Problem statement: From the data, return each line holding the word "unsafe".

╭─ Records to use

//! End-to-end scenarios - one test per primitive, exercised through the
//! public API exactly as a pipeline would use it.

use std::collections::HashSet;
use std::ptr::NonNull;
use std::sync::atomic::{AtomicBool, Ordering};
use std::sync::{Arc, Barrier};
use std::thread;

use flash_substrate::{
    AtomicBlockPool, BlockPool, BlockSource, ByteRing, MpmcQueue, PoolOptions, SpscQueue,
    ZeroPolicy,
};

// ============================================================================
// Block Pool
// ============================================================================

#[test]
fn test_pool_round_trip() {
    let pool = BlockPool::<64, 4>::new().unwrap();

    let blocks: Vec<NonNull<u8>> = (0..4).map(|_| pool.acquire().expect("block")).collect();
    let base = blocks[0].as_ptr() as usize;
    for b in &blocks {
        let addr = b.as_ptr() as usize;
        assert_eq!(addr % 64, 0, "block not 64-byte aligned");
        assert!(addr >= base && addr < base + pool.total_memory(), "block outside slab");
    }
    let distinct: HashSet<_> = blocks.iter().map(|b| b.as_ptr() as usize).collect();
    assert_eq!(distinct.len(), 4);

    assert!(pool.acquire().is_none(), "fifth acquire must fail");

    assert!(pool.release(blocks[1]));
    assert_eq!(pool.acquire(), Some(blocks[1]), "LIFO reuse of the released block");

    for b in blocks {
        assert!(pool.release(b));
    }
    assert_eq!(pool.stats().free, 4);
    assert_eq!(pool.stats().in_use, 0);
}

#[test]
fn test_zero_on_release() {
    let pool = BlockPool::<64, 4>::with_options(
        PoolOptions::default().zero_policy(ZeroPolicy::OnRelease),
    )
    .unwrap();

    let block = pool.acquire().unwrap();
    unsafe { std::ptr::write_bytes(block.as_ptr(), 0xAB, 64) };
    assert!(pool.release(block));

    let again = pool.acquire().unwrap();
    assert_eq!(again, block);
    let bytes = unsafe { std::slice::from_raw_parts(again.as_ptr(), 64) };
    assert!(bytes.iter().all(|&b| b == 0), "released block was not zeroed");
}

// ============================================================================
// ABA Resistance
// ============================================================================

#[test]
fn test_epoch_defeats_aba() {
    let pool = AtomicBlockPool::<64, 2>::new().unwrap();
    let barrier = Barrier::new(2);

    // Thread A observes the head, then stalls while thread B recycles it.
    let stale = pool.head();
    let b0 = pool.acquire().unwrap();
    let b0_addr = b0.as_ptr() as usize;
    assert!(pool.release(b0));

    thread::scope(|s| {
        s.spawn(|| {
            let taken = pool.acquire().expect("thread B acquires");
            assert_eq!(taken.as_ptr() as usize, b0_addr);
            assert!(pool.release(taken));
            barrier.wait();
        });
        barrier.wait();
    });

    let now = pool.head();
    assert_eq!(now.index, stale.index, "same block is at the head again");
    assert_ne!(now.epoch, stale.epoch, "epoch must have moved on");
    assert_eq!(now.epoch.wrapping_sub(stale.epoch), 4);
}

// ============================================================================
// Queues
// ============================================================================

#[test]
fn test_spsc_order_and_back_pressure() {
    let (mut tx, mut rx) = SpscQueue::<u32>::with_capacity(4).unwrap();

    for v in 1..=4 {
        let slot = tx.next_write_slot().expect("slot available");
        *slot = v;
        tx.commit_write();
    }
    assert!(tx.next_write_slot().is_none(), "fifth slot must be refused");

    assert_eq!(rx.try_pop(), Some(1));
    assert_eq!(rx.try_pop(), Some(2));

    for v in [5, 6] {
        *tx.next_write_slot().unwrap() = v;
        tx.commit_write();
    }

    let drained: Vec<u32> = std::iter::from_fn(|| rx.try_pop()).collect();
    assert_eq!(drained, vec![3, 4, 5, 6]);
    assert!(rx.next_read_slot().is_none());
}

#[test]
fn test_mpmc_conservation_under_contention() {
    const PRODUCERS: u32 = 4;
    const PER_PRODUCER: u32 = 1000;

    let queue = Arc::new(MpmcQueue::<u32>::with_capacity(1024).unwrap());
    let done = Arc::new(AtomicBool::new(false));

    let producers: Vec<_> = (0..PRODUCERS)
        .map(|p| {
            let queue = Arc::clone(&queue);
            thread::spawn(move || {
                for v in p * PER_PRODUCER..(p + 1) * PER_PRODUCER {
                    let mut v = v;
                    while let Err(back) = queue.try_enqueue(v) {
                        v = back;
                        std::hint::spin_loop();
                    }
                }
            })
        })
        .collect();

    let consumers: Vec<_> = (0..4)
        .map(|_| {
            let queue = Arc::clone(&queue);
            let done = Arc::clone(&done);
            thread::spawn(move || {
                let mut out = Vec::new();
                loop {
                    match queue.try_dequeue() {
                        Some(v) => out.push(v),
                        None if done.load(Ordering::Acquire) => {
                            // Producers finished; drain what is left.
                            while let Some(v) = queue.try_dequeue() {
                                out.push(v);
                            }
                            break;
                        }
                        None => std::hint::spin_loop(),
                    }
                }
                out
            })
        })
        .collect();

    for p in producers {
        p.join().unwrap();
    }
    done.store(true, Ordering::Release);

    let streams: Vec<Vec<u32>> = consumers.into_iter().map(|c| c.join().unwrap()).collect();

    let mut all: Vec<u32> = streams.iter().flatten().copied().collect();
    all.sort_unstable();
    assert_eq!(all, (0..PRODUCERS * PER_PRODUCER).collect::<Vec<_>>());

    // Each consumer sees any one producer's values in the order they were sent.
    for stream in &streams {
        for p in 0..PRODUCERS {
            let range = p * PER_PRODUCER..(p + 1) * PER_PRODUCER;
            let mine: Vec<u32> = stream.iter().copied().filter(|v| range.contains(v)).collect();
            assert!(mine.windows(2).all(|w| w[0] < w[1]), "producer {p} reordered");
        }
    }
}

// ============================================================================
// Byte Ring
// ============================================================================

#[test]
fn test_byte_ring_wrap() {
    let (mut tx, mut rx) = ByteRing::with_capacity(16, None).unwrap();

    let first: Vec<u8> = (0x00..0x0A).collect();
    assert_eq!(tx.write(&first), 10);

    let mut buf = [0u8; 6];
    assert_eq!(rx.read(&mut buf), 6);
    assert_eq!(buf, [0x00, 0x01, 0x02, 0x03, 0x04, 0x05]);

    let second: Vec<u8> = (0x0A..0x14).collect();
    assert_eq!(tx.write(&second), 10);

    let mut buf = [0u8; 14];
    assert_eq!(rx.read(&mut buf), 14);
    assert_eq!(buf.to_vec(), (0x06..0x14).collect::<Vec<u8>>());

    assert_eq!(rx.read(&mut buf), 0);
}
//! Persisted record model.
//!
//! # Invariants
//! - `id` is the stable primary key assigned by the store.
//! - An association slot is tri-state: absent/`NotLoaded`, `Loaded(empty)`,
//!   or `Loaded(records)`. Unloaded slots are never serialized.

use crate::schema::entity::PRIMARY_KEY;
use crate::schema::value::Value;
use serde::ser::SerializeMap;
use serde::{Serialize, Serializer};
use std::collections::BTreeMap;

/// Load state of one association slot.
#[derive(Debug, Clone, PartialEq, Default)]
pub enum Association {
    #[default]
    NotLoaded,
    /// Loaded related records in fetch (or input) order. Singular
    /// associations hold at most one record.
    Loaded(Vec<Record>),
}

impl Association {
    pub fn is_loaded(&self) -> bool {
        matches!(self, Self::Loaded(_))
    }

    /// Loaded records, or `None` while unloaded.
    pub fn records(&self) -> Option<&[Record]> {
        match self {
            Self::Loaded(records) => Some(records.as_slice()),
            Self::NotLoaded => None,
        }
    }

    /// First loaded record, for singular associations.
    pub fn one(&self) -> Option<&Record> {
        self.records().and_then(|records| records.first())
    }
}

static NOT_LOADED: Association = Association::NotLoaded;

/// Entity instance read from or written to the store.
#[derive(Debug, Clone, PartialEq)]
pub struct Record {
    pub schema: String,
    pub id: i64,
    pub fields: BTreeMap<String, Value>,
    pub associations: BTreeMap<String, Association>,
}

impl Record {
    pub fn new(schema: impl Into<String>, id: i64) -> Self {
        Self {
            schema: schema.into(),
            id,
            fields: BTreeMap::new(),
            associations: BTreeMap::new(),
        }
    }

    pub fn with_field(mut self, name: impl Into<String>, value: impl Into<Value>) -> Self {
        self.fields.insert(name.into(), value.into());
        self
    }

    pub fn get(&self, field: &str) -> Option<&Value> {
        self.fields.get(field)
    }

    /// Value of a stored column, including the primary key.
    pub fn column(&self, column: &str) -> Value {
        if column == PRIMARY_KEY {
            return Value::Integer(self.id);
        }
        self.fields.get(column).cloned().unwrap_or(Value::Null)
    }

    pub fn association(&self, name: &str) -> &Association {
        self.associations.get(name).unwrap_or(&NOT_LOADED)
    }

    pub fn set_association(&mut self, name: impl Into<String>, association: Association) {
        self.associations.insert(name.into(), association);
    }

    /// Loaded related records of `name`, or `None` while unloaded.
    pub fn related(&self, name: &str) -> Option<&[Record]> {
        self.association(name).records()
    }
}

impl Serialize for Record {
    fn serialize<S: Serializer>(&self, serializer: S) -> Result<S::Ok, S::Error> {
        let loaded = self
            .associations
            .iter()
            .filter_map(|(name, association)| association.records().map(|records| (name, records)));
        let mut map = serializer.serialize_map(None)?;
        map.serialize_entry(PRIMARY_KEY, &self.id)?;
        for (name, value) in &self.fields {
            map.serialize_entry(name, value)?;
        }
        for (name, records) in loaded {
            map.serialize_entry(name, records)?;
        }
        map.end()
    }
}

#[cfg(test)]
mod tests {
    use super::{Association, Record};
    use crate::schema::value::Value;

    #[test]
    fn unknown_slots_read_as_not_loaded() {
        let record = Record::new("movie", 1);
        assert_eq!(record.association("characters"), &Association::NotLoaded);
        assert_eq!(record.related("characters"), None);
    }

    #[test]
    fn loaded_empty_differs_from_not_loaded() {
        let mut record = Record::new("movie", 1);
        record.set_association("characters", Association::Loaded(Vec::new()));
        assert!(record.association("characters").is_loaded());
        assert_eq!(record.related("characters"), Some(&[][..]));
    }

    #[test]
    fn column_reads_primary_key_and_missing_as_null() {
        let record = Record::new("character", 9).with_field("movie_id", 3_i64);
        assert_eq!(record.column("id"), Value::Integer(9));
        assert_eq!(record.column("movie_id"), Value::Integer(3));
        assert_eq!(record.column("name"), Value::Null);
    }

    #[test]
    fn serialization_skips_unloaded_associations() {
        let mut movie = Record::new("movie", 1).with_field("title", "Alien");
        movie.set_association("actors", Association::NotLoaded);
        movie.set_association(
            "characters",
            Association::Loaded(vec![Record::new("character", 4).with_field("name", "Ripley")]),
        );

        let json = serde_json::to_value(&movie).unwrap();
        assert_eq!(
            json,
            serde_json::json!({
                "id": 1,
                "title": "Alien",
                "characters": [{"id": 4, "name": "Ripley"}]
            })
        );
    }
}
//! Query/preload executor.
//!
//! # Responsibility
//! - `preload_separate`: one extra query per association level, keyed by
//!   the owner keys already in memory.
//! - `preload_join`: one query joining owners to related rows, regrouped
//!   under owners.
//!
//! # Invariants
//! - Owner order is preserved (separate) or first-seen (join).
//! - Related records within one owner are ordered by related `id` in both
//!   strategies, so both produce the same owner to related mapping.
//! - Singular associations hold at most one record.

use super::query::{placeholders, select_list, Query};
use super::record_repo::parse_record;
use super::{RepoError, RepoResult};
use crate::association::record::{Association, Record};
use crate::association::resolver::{wiring_for, Wiring};
use crate::schema::entity::{quote_ident, PRIMARY_KEY};
use crate::schema::registry::SchemaRegistry;
use log::debug;
use rusqlite::{params_from_iter, Connection};
use std::collections::{BTreeMap, BTreeSet};
use std::time::Instant;

/// Upper bound of bound keys per `IN (...)` list.
const KEY_CHUNK_SIZE: usize = 500;
const OWNER_KEY_LABEL: &str = "__owner_key";
const OWNER_PREFIX: &str = "o__";
const RELATED_PREFIX: &str = "r__";

/// Loads `path` (e.g. `characters` or `characters.actor`) onto `records`.
///
/// # Errors
/// - `AssociationNotLoadable` when a path segment cannot be resolved.
/// - `InvalidData` when `records` mix schemas.
pub fn preload_separate(
    conn: &Connection,
    registry: &SchemaRegistry,
    records: &mut [Record],
    path: &str,
) -> RepoResult<()> {
    let Some(first) = records.first() else {
        return Ok(());
    };
    let schema = first.schema.clone();
    if let Some(other) = records.iter().find(|record| record.schema != schema) {
        return Err(RepoError::InvalidData(format!(
            "cannot preload over mixed schemas `{schema}` and `{}`",
            other.schema
        )));
    }

    let (association, rest) = match path.split_once('.') {
        Some((head, rest)) => (head, Some(rest)),
        None => (path, None),
    };
    let wiring = loadable_wiring(registry, &schema, association)?;
    let started_at = Instant::now();

    if let Some(rest) = rest {
        resolve_path(registry, &wiring.related.name, rest)?;
    }

    let mut seen = BTreeSet::new();
    let owner_keys: Vec<i64> = records
        .iter()
        .filter_map(|record| record.column(&wiring.owner_column).as_i64())
        .filter(|key| seen.insert(*key))
        .collect();

    let mut related_by_id = BTreeMap::new();
    let mut groups: BTreeMap<i64, Vec<i64>> = BTreeMap::new();
    for chunk in owner_keys.chunks(KEY_CHUNK_SIZE) {
        fetch_related_chunk(conn, &wiring, chunk, &mut related_by_id, &mut groups)?;
    }

    if let Some(rest) = rest {
        let mut fetched: Vec<Record> = related_by_id.into_values().collect();
        preload_separate(conn, registry, &mut fetched, rest)?;
        related_by_id = fetched
            .into_iter()
            .map(|record| (record.id, record))
            .collect();
    }

    let singular = !wiring.association.kind.is_collection();
    for record in records.iter_mut() {
        let mut related: Vec<Record> = record
            .column(&wiring.owner_column)
            .as_i64()
            .and_then(|key| groups.get(&key))
            .map(|ids| {
                ids.iter()
                    .filter_map(|id| related_by_id.get(id).cloned())
                    .collect()
            })
            .unwrap_or_default();
        if singular {
            related.truncate(1);
        }
        record.set_association(association, Association::Loaded(related));
    }

    debug!(
        "event=preload module=repo status=ok strategy=separate schema={} association={} owners={} related={} duration_ms={}",
        schema,
        association,
        records.len(),
        related_by_id.len(),
        started_at.elapsed().as_millis()
    );
    Ok(())
}

/// Runs `query` joined with `association` and groups rows under owners.
///
/// `LIMIT`/`OFFSET` apply to owners, not joined rows.
///
/// # Errors
/// - `AssociationNotLoadable` when the association cannot be resolved.
/// - `UnknownField` when the query filters or orders by a non-field.
pub fn preload_join(
    conn: &Connection,
    registry: &SchemaRegistry,
    query: &Query,
    association: &str,
) -> RepoResult<Vec<Record>> {
    let wiring = loadable_wiring(registry, &query.schema, association)?;
    let started_at = Instant::now();
    let (owner_sql, bind_values) = query.select_sql(&wiring.owner)?;

    let join_clause = match &wiring.join {
        Some(join) => format!(
            "LEFT JOIN {join_table} AS j ON j.{join_owner} = o.{owner_key}
             LEFT JOIN {related} AS r ON r.{related_key} = j.{join_related}",
            join_table = quote_ident(&join.table),
            join_owner = quote_ident(&join.owner_column),
            owner_key = quote_ident(&wiring.owner_column),
            related = quote_ident(&wiring.related.table),
            related_key = quote_ident(&wiring.related_column),
            join_related = quote_ident(&join.related_column),
        ),
        None => format!(
            "LEFT JOIN {} AS r ON r.{} = o.{}",
            quote_ident(&wiring.related.table),
            quote_ident(&wiring.related_column),
            quote_ident(&wiring.owner_column)
        ),
    };
    let mut order_terms = query.order_terms(Some("o"));
    order_terms.push(format!("r.{} ASC", quote_ident(PRIMARY_KEY)));

    let sql = format!(
        "SELECT {}, {}
         FROM ({owner_sql}) AS o
         {join_clause}
         ORDER BY {};",
        select_list(&wiring.owner, Some(("o", OWNER_PREFIX))),
        select_list(&wiring.related, Some(("r", RELATED_PREFIX))),
        order_terms.join(", ")
    );

    let mut stmt = conn.prepare(&sql)?;
    let mut rows = stmt.query(params_from_iter(bind_values.iter()))?;
    let mut owners: Vec<(Record, Vec<Record>)> = Vec::new();
    let mut positions: BTreeMap<i64, usize> = BTreeMap::new();
    let mut related_rows = 0_usize;
    while let Some(row) = rows.next()? {
        let Some(owner) = parse_record(row, &wiring.owner, OWNER_PREFIX)? else {
            return Err(RepoError::InvalidData(format!(
                "joined row without `{}` owner",
                wiring.owner.name
            )));
        };
        let position = match positions.get(&owner.id) {
            Some(position) => *position,
            None => {
                positions.insert(owner.id, owners.len());
                owners.push((owner, Vec::new()));
                owners.len() - 1
            }
        };
        if let Some(related) = parse_record(row, &wiring.related, RELATED_PREFIX)? {
            related_rows += 1;
            owners[position].1.push(related);
        }
    }

    let singular = !wiring.association.kind.is_collection();
    let records: Vec<Record> = owners
        .into_iter()
        .map(|(mut owner, mut related)| {
            if singular {
                related.truncate(1);
            }
            owner.set_association(association, Association::Loaded(related));
            owner
        })
        .collect();

    debug!(
        "event=preload module=repo status=ok strategy=join schema={} association={} owners={} related={} duration_ms={}",
        query.schema,
        association,
        records.len(),
        related_rows,
        started_at.elapsed().as_millis()
    );
    Ok(records)
}

/// Resolves every segment of `path` starting at `schema`, so an unknown
/// segment fails even when an earlier level fetches nothing.
fn resolve_path(registry: &SchemaRegistry, schema: &str, path: &str) -> RepoResult<()> {
    let mut current = schema.to_string();
    for segment in path.split('.') {
        current = loadable_wiring(registry, &current, segment)?.related.name.clone();
    }
    Ok(())
}

fn loadable_wiring(
    registry: &SchemaRegistry,
    schema: &str,
    association: &str,
) -> RepoResult<Wiring> {
    wiring_for(registry, schema, association).map_err(|source| {
        debug!(
            "event=preload module=repo status=error schema={} association={} error={}",
            schema, association, source
        );
        RepoError::AssociationNotLoadable {
            schema: schema.to_string(),
            association: association.to_string(),
            source,
        }
    })
}

/// Fetches related rows for one chunk of owner keys, ordered by related id.
fn fetch_related_chunk(
    conn: &Connection,
    wiring: &Wiring,
    keys: &[i64],
    related_by_id: &mut BTreeMap<i64, Record>,
    groups: &mut BTreeMap<i64, Vec<i64>>,
) -> RepoResult<()> {
    let sql = match &wiring.join {
        Some(join) => format!(
            "SELECT {}, j.{} AS {}
             FROM {} AS j
             INNER JOIN {} AS r ON r.{} = j.{}
             WHERE j.{} IN ({})
             ORDER BY r.{} ASC;",
            select_list(&wiring.related, Some(("r", ""))),
            quote_ident(&join.owner_column),
            quote_ident(OWNER_KEY_LABEL),
            quote_ident(&join.table),
            quote_ident(&wiring.related.table),
            quote_ident(&wiring.related_column),
            quote_ident(&join.related_column),
            quote_ident(&join.owner_column),
            placeholders(keys.len()),
            quote_ident(PRIMARY_KEY)
        ),
        None => format!(
            "SELECT {}, r.{} AS {}
             FROM {} AS r
             WHERE r.{} IN ({})
             ORDER BY r.{} ASC;",
            select_list(&wiring.related, Some(("r", ""))),
            quote_ident(&wiring.related_column),
            quote_ident(OWNER_KEY_LABEL),
            quote_ident(&wiring.related.table),
            quote_ident(&wiring.related_column),
            placeholders(keys.len()),
            quote_ident(PRIMARY_KEY)
        ),
    };

    let mut stmt = conn.prepare(&sql)?;
    let mut rows = stmt.query(params_from_iter(keys.iter()))?;
    while let Some(row) = rows.next()? {
        let Some(related) = parse_record(row, &wiring.related, "")? else {
            continue;
        };
        let owner_key: Option<i64> = row.get(OWNER_KEY_LABEL)?;
        let Some(owner_key) = owner_key else {
            continue;
        };
        groups.entry(owner_key).or_default().push(related.id);
        related_by_id.entry(related.id).or_insert(related);
    }
    Ok(())
}

#[cfg(test)]
mod tests {
    use super::{preload_join, preload_separate};
    use crate::association::record::Record;
    use crate::db::open_db_in_memory;
    use crate::repo::query::Query;
    use crate::repo::RepoError;
    use crate::schema::ddl::provisioning_migration;
    use crate::schema::entity::EntitySchema;
    use crate::schema::registry::SchemaRegistry;
    use crate::schema::value::{FieldType, Value};
    use rusqlite::Connection;

    fn setup() -> (SchemaRegistry, Connection) {
        let mut registry = SchemaRegistry::new();
        registry
            .register(
                EntitySchema::new("movie", "movies")
                    .field("title", FieldType::Text)
                    .has_one("poster", "poster", "movie_id"),
            )
            .unwrap();
        registry
            .register(
                EntitySchema::new("poster", "posters")
                    .field("url", FieldType::Text)
                    .belongs_to("movie", "movie", "movie_id"),
            )
            .unwrap();
        let conn = open_db_in_memory(&[provisioning_migration(&registry, 1).unwrap()]).unwrap();
        conn.execute_batch(
            "INSERT INTO movies (title) VALUES ('Alien'), ('Heat');
             INSERT INTO posters (url, movie_id) VALUES ('a1', 1), ('a2', 1);",
        )
        .unwrap();
        (registry, conn)
    }

    #[test]
    fn empty_owner_slice_is_a_no_op() {
        let (registry, conn) = setup();
        let mut records: Vec<Record> = Vec::new();
        preload_separate(&conn, &registry, &mut records, "poster").unwrap();
        assert!(records.is_empty());
    }

    #[test]
    fn singular_association_keeps_first_related_by_id() {
        let (registry, conn) = setup();
        let mut movies = vec![Record::new("movie", 1), Record::new("movie", 2)];
        preload_separate(&conn, &registry, &mut movies, "poster").unwrap();

        let poster = movies[0].association("poster").one().unwrap();
        assert_eq!(poster.get("url"), Some(&Value::from("a1")));
        assert_eq!(movies[1].related("poster"), Some(&[][..]));

        let joined = preload_join(&conn, &registry, &Query::from("movie"), "poster").unwrap();
        assert_eq!(joined[0].related("poster"), movies[0].related("poster"));
        assert_eq!(joined[1].related("poster"), Some(&[][..]));
    }

    #[test]
    fn belongs_to_is_keyed_by_owner_foreign_key() {
        let (registry, conn) = setup();
        let mut posters = vec![
            Record::new("poster", 2).with_field("movie_id", 1_i64),
            Record::new("poster", 9).with_field("movie_id", Value::Null),
        ];
        preload_separate(&conn, &registry, &mut posters, "movie").unwrap();

        assert_eq!(posters[0].association("movie").one().map(|m| m.id), Some(1));
        assert_eq!(posters[1].related("movie"), Some(&[][..]));
    }

    #[test]
    fn shared_owner_keys_are_fetched_once_and_attached_to_each_owner() {
        let (registry, conn) = setup();
        let mut posters = vec![
            Record::new("poster", 1).with_field("movie_id", 1_i64),
            Record::new("poster", 2).with_field("movie_id", 1_i64),
        ];
        preload_separate(&conn, &registry, &mut posters, "movie").unwrap();

        for poster in &posters {
            assert_eq!(poster.association("movie").one().map(|m| m.id), Some(1));
        }
    }

    #[test]
    fn nested_path_is_resolved_before_fetching() {
        let (registry, conn) = setup();
        let mut movies = vec![Record::new("movie", 2)];
        let err = preload_separate(&conn, &registry, &mut movies, "poster.sequels").unwrap_err();
        assert!(matches!(
            err,
            RepoError::AssociationNotLoadable { ref schema, .. } if schema == "poster"
        ));
        assert!(!movies[0].association("poster").is_loaded());
    }

    #[test]
    fn unresolvable_association_is_not_loadable() {
        let (registry, conn) = setup();
        let mut movies = vec![Record::new("movie", 1)];
        let err = preload_separate(&conn, &registry, &mut movies, "sequels").unwrap_err();
        assert!(matches!(err, RepoError::AssociationNotLoadable { .. }));

        let err = preload_join(&conn, &registry, &Query::from("movie"), "sequels").unwrap_err();
        assert!(matches!(err, RepoError::AssociationNotLoadable { .. }));
    }

    #[test]
    fn mixed_schemas_are_rejected() {
        let (registry, conn) = setup();
        let mut records = vec![Record::new("movie", 1), Record::new("poster", 1)];
        let err = preload_separate(&conn, &registry, &mut records, "poster").unwrap_err();
        assert!(matches!(err, RepoError::InvalidData(_)));
    }
}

╰─

Task solution:
    unsafe { std::ptr::write_bytes(block.as_ptr(), 0xAB, 64) };
    let bytes = unsafe { std::slice::from_raw_parts(again.as_ptr(), 64) };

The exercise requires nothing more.